Pancreatic cancer has among the lowest survival rates and few effective treatments. While immunotherapy has converted the landscape of treatment for several other cancers, it generally offers little benefit for pancreatic cancer. However, this study highlights a small but important group of patients who have developed significant and prolonged reactions to the treatment based on the immune system without chemotherapy. Most had advanced or metastatic disease and had already advanced after standardized treatments.
Among the 14 patients, 82% had partial tumor shrinkage and almost one -third had a remarkable decrease in indicators. The average survival without evolution was 12 months and most patients were still alive during follow -up, with 80% survival rates in one year and 70% in two years. These results are abruptly contrasting with standard treatments, which often provide only a few months of benefits for similar patients.

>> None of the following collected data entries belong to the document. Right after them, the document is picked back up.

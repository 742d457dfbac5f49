//! Error types for the redaction engine.

use thiserror::Error;

/// Result type for redaction operations.
pub type Result<T> = std::result::Result<T, RedactionError>;

/// Errors that can occur while building or applying a redaction policy.
///
/// Traversal errors never reach the caller of `redact`; they are reported to
/// the configured error hook and the affected node is replaced.
#[derive(Error, Debug, Clone, PartialEq)]
pub enum RedactionError {
    /// A pattern string failed to compile.
    #[error("invalid redaction pattern {pattern:?}: {message}")]
    InvalidPattern { pattern: String, message: String },

    /// A float leaf cannot be represented in JSON.
    #[error("non-finite number at {path}")]
    NonFiniteNumber { path: String },

    /// A container's lock was poisoned by a panicking writer.
    #[error("poisoned container at {path}")]
    PoisonedContainer { path: String },
}

impl RedactionError {
    /// Build an [`RedactionError::InvalidPattern`] from a regex error.
    pub fn invalid_pattern(pattern: &str, err: &regex::Error) -> Self {
        RedactionError::InvalidPattern {
            pattern: pattern.to_string(),
            message: err.to_string(),
        }
    }
}
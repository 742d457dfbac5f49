//! Redaction policy snapshot.

use std::collections::BTreeSet;
use std::fmt;
use std::sync::Arc;

use regex::Regex;

use crate::patterns::{default_secret_patterns, DEFAULT_REDACT_KEYS};
use crate::{
    Fingerprint, RedactionError, Result, DEFAULT_CENSOR, DEFAULT_CIRCULAR_MARKER,
    DEFAULT_TRUNCATED_MARKER,
};

/// Callback receiving traversal errors.
pub type RedactionErrorHook = Arc<dyn Fn(&RedactionError) + Send + Sync>;

/// Immutable input to [`crate::Redactor::new`].
#[derive(Clone)]
pub struct RedactionConfig {
    /// Sensitive keys, stored lowercase.
    keys: BTreeSet<String>,

    /// Patterns applied to string leaves, in declaration order.
    patterns: Vec<Regex>,

    /// Depth at which containers collapse to the truncated marker.
    /// `None` means unlimited.
    pub max_depth: Option<usize>,

    /// Replacement text for redacted values.
    pub censor: String,

    /// Replacement for back-references to an ancestor.
    pub circular_marker: String,

    /// Replacement for subtrees beyond `max_depth`.
    pub truncated_marker: String,

    /// Receives traversal errors. Errors are logged when unset.
    pub on_redaction_error: Option<RedactionErrorHook>,
}

impl RedactionConfig {
    /// Policy with no keys and no patterns.
    pub fn empty() -> Self {
        Self {
            keys: BTreeSet::new(),
            patterns: Vec::new(),
            max_depth: None,
            censor: DEFAULT_CENSOR.to_string(),
            circular_marker: DEFAULT_CIRCULAR_MARKER.to_string(),
            truncated_marker: DEFAULT_TRUNCATED_MARKER.to_string(),
            on_redaction_error: None,
        }
    }

    /// Add sensitive keys (case-insensitive).
    pub fn with_keys<I, S>(mut self, keys: I) -> Self
    where
        I: IntoIterator<Item = S>,
        S: AsRef<str>,
    {
        self.keys
            .extend(keys.into_iter().map(|k| k.as_ref().to_lowercase()));
        self
    }

    /// Append compiled patterns.
    pub fn with_patterns<I>(mut self, patterns: I) -> Self
    where
        I: IntoIterator<Item = Regex>,
    {
        self.patterns.extend(patterns);
        self
    }

    /// Append patterns from source strings.
    pub fn with_pattern_sources<I, S>(self, sources: I) -> Result<Self>
    where
        I: IntoIterator<Item = S>,
        S: AsRef<str>,
    {
        let patterns = sources
            .into_iter()
            .map(|s| {
                Regex::new(s.as_ref()).map_err(|e| RedactionError::invalid_pattern(s.as_ref(), &e))
            })
            .collect::<Result<Vec<_>>>()?;
        Ok(self.with_patterns(patterns))
    }

    pub fn with_max_depth(mut self, max_depth: Option<usize>) -> Self {
        self.max_depth = max_depth;
        self
    }

    pub fn with_censor(mut self, censor: impl Into<String>) -> Self {
        self.censor = censor.into();
        self
    }

    pub fn with_error_hook(mut self, hook: RedactionErrorHook) -> Self {
        self.on_redaction_error = Some(hook);
        self
    }

    /// This policy plus extra keys and patterns.
    pub fn merged(&self, extra_keys: &[String], extra_patterns: &[Regex]) -> Self {
        self.clone()
            .with_keys(extra_keys)
            .with_patterns(extra_patterns.iter().cloned())
    }

    /// Whether `key` is sensitive under this policy.
    pub fn is_sensitive_key(&self, key: &str) -> bool {
        self.keys.contains(&key.to_lowercase())
    }

    pub fn keys(&self) -> impl Iterator<Item = &str> {
        self.keys.iter().map(String::as_str)
    }

    pub fn patterns(&self) -> &[Regex] {
        &self.patterns
    }

    /// Structural identity of the policy (keys, patterns, depth).
    pub fn fingerprint(&self) -> Fingerprint {
        Fingerprint::new(self.keys.iter(), &self.patterns, self.max_depth)
    }
}

impl Default for RedactionConfig {
    /// Built-in sensitive keys and secret patterns, unlimited depth.
    fn default() -> Self {
        Self::empty()
            .with_keys(DEFAULT_REDACT_KEYS)
            .with_patterns(default_secret_patterns())
    }
}

impl fmt::Debug for RedactionConfig {
    fn fmt(&self, f: &mut fmt::Formatter<'_>) -> fmt::Result {
        f.debug_struct("RedactionConfig")
            .field("keys", &self.keys)
            .field(
                "patterns",
                &self.patterns.iter().map(Regex::as_str).collect::<Vec<_>>(),
            )
            .field("max_depth", &self.max_depth)
            .field("censor", &self.censor)
            .field("circular_marker", &self.circular_marker)
            .field("truncated_marker", &self.truncated_marker)
            .field("on_redaction_error", &self.on_redaction_error.is_some())
            .finish()
    }
}

#[cfg(test)]
mod tests {
    use super::*;

    #[test]
    fn test_keys_are_case_insensitive() {
        let config = RedactionConfig::empty().with_keys(["ApiKey", "X-Session"]);
        assert!(config.is_sensitive_key("apikey"));
        assert!(config.is_sensitive_key("APIKEY"));
        assert!(config.is_sensitive_key("x-session"));
        assert!(!config.is_sensitive_key("user"));
    }

    #[test]
    fn test_default_policy() {
        let config = RedactionConfig::default();
        assert!(config.is_sensitive_key("Password"));
        assert!(!config.patterns().is_empty());
        assert_eq!(config.max_depth, None);
        assert_eq!(config.censor, "[REDACTED]");
    }

    #[test]
    fn test_invalid_pattern_source() {
        let err = RedactionConfig::empty()
            .with_pattern_sources(["(unclosed"])
            .unwrap_err();
        assert!(matches!(err, RedactionError::InvalidPattern { .. }));
    }

    #[test]
    fn test_merged_does_not_touch_original() {
        let base = RedactionConfig::empty().with_keys(["a"]);
        let merged = base.merged(&["b".to_string()], &[Regex::new("x+").unwrap()]);
        assert!(merged.is_sensitive_key("b"));
        assert!(!base.is_sensitive_key("b"));
        assert_eq!(merged.patterns().len(), 1);
        assert!(base.patterns().is_empty());
    }

    #[test]
    fn test_fingerprint_ignores_declaration_order() {
        let a = RedactionConfig::empty().with_keys(["x", "y"]);
        let b = RedactionConfig::empty().with_keys(["Y", "x"]);
        assert_eq!(a.fingerprint(), b.fingerprint());
        assert_ne!(a.fingerprint(), a.clone().with_max_depth(Some(2)).fingerprint());
    }
}
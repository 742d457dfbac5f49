//! Error types for the logger.

use thiserror::Error;

use tc_redact::RedactionError;

/// Errors from configuring a logger.
///
/// Log calls themselves never fail.
#[derive(Error, Debug)]
pub enum LoggerError {
    #[error("redaction config error: {0}")]
    Redaction(#[from] RedactionError),
}
//! Payload validators, keyed by event name.

use tc_redact::Payload;

use crate::ValidationError;

/// Checks (and may normalize) an event payload before it is redacted.
///
/// Implemented for any `Fn(&Payload) -> Result<Payload, ValidationError>`.
pub trait Validator: Send + Sync {
    fn validate(&self, payload: &Payload) -> Result<Payload, ValidationError>;
}

impl<F> Validator for F
where
    F: Fn(&Payload) -> Result<Payload, ValidationError> + Send + Sync,
{
    fn validate(&self, payload: &Payload) -> Result<Payload, ValidationError> {
        self(payload)
    }
}

/// Validator requiring the payload to be a map containing every listed field.
#[derive(Debug, Clone)]
pub struct RequiredFields {
    fields: Vec<String>,
}

impl RequiredFields {
    pub fn new<I, S>(fields: I) -> Self
    where
        I: IntoIterator<Item = S>,
        S: Into<String>,
    {
        Self {
            fields: fields.into_iter().map(Into::into).collect(),
        }
    }
}

impl Validator for RequiredFields {
    fn validate(&self, payload: &Payload) -> Result<Payload, ValidationError> {
        if !matches!(payload, Payload::Map(_)) {
            return Err(ValidationError::new("payload must be an object"));
        }
        let missing: Vec<&str> = self
            .fields
            .iter()
            .filter(|f| payload.get(f).map_or(true, |v| v.is_null()))
            .map(String::as_str)
            .collect();
        if missing.is_empty() {
            Ok(payload.clone())
        } else {
            Err(ValidationError::new(format!(
                "missing required fields: {}",
                missing.join(", ")
            )))
        }
    }
}

#[cfg(test)]
mod tests {
    use super::*;
    use serde_json::json;

    #[test]
    fn test_closure_validator() {
        let v = |p: &Payload| -> Result<Payload, ValidationError> {
            if p.get("id").is_some() {
                Ok(p.clone())
            } else {
                Err(ValidationError::new("id required"))
            }
        };
        assert!(v.validate(&Payload::from(json!({"id": 1}))).is_ok());
        assert!(v.validate(&Payload::from(json!({}))).is_err());
    }

    #[test]
    fn test_required_fields() {
        let v = RequiredFields::new(["email", "plan"]);
        assert!(v
            .validate(&Payload::from(json!({"email": "a@b.c", "plan": "pro"})))
            .is_ok());

        let err = v
            .validate(&Payload::from(json!({"email": "a@b.c", "plan": null})))
            .unwrap_err();
        assert_eq!(err.message, "missing required fields: plan");

        assert!(v.validate(&Payload::from(json!([1, 2]))).is_err());
    }
}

Interestingly, while some patients had a high volatility of micro-derogatory (MSI-high)-a well-known indicator for the success of immunotherapy-more than half, suggesting that other biological mechanisms may be involved. This result emphasizes the need to discover new biomarkers to predict the response to the treatment to future studies.
This series of cases is the largest focused exclusively on excellent correspondents of pancreatic cancer. Excluding patients receiving chemotherapy, the study isolates the effects of immunological drugs, including PD-1 inhibitors such as pembrolizumab and nivolumab, CTLA-4 inhibitors such as ipilimumab and macrophage targeting factors.
While the sample size is small, the findings cause the assumption that immunotherapy is ineffective for almost all patients with pancreatic cancer. The study suggests that, under certain biological conditions, this treatment can be extremely successful. Further research is needed to understand underlying mechanisms.
This project supports the need to review how clinical trials are designed for pancreatic cancer and who is eligible for immunotherapy. The broader criteria and the most personalized molecular profile could help reveal hidden opportunities for treatment in this extremely deadly cancer.
Source:
Magazine report:
Sugumar, K., et al. (2025). Excellent correspondents in pancreatic cancer immunotherapy: a series of multinational cases of a rare incident. Tumult. Doi.org/10.18632/oncotarget.28739.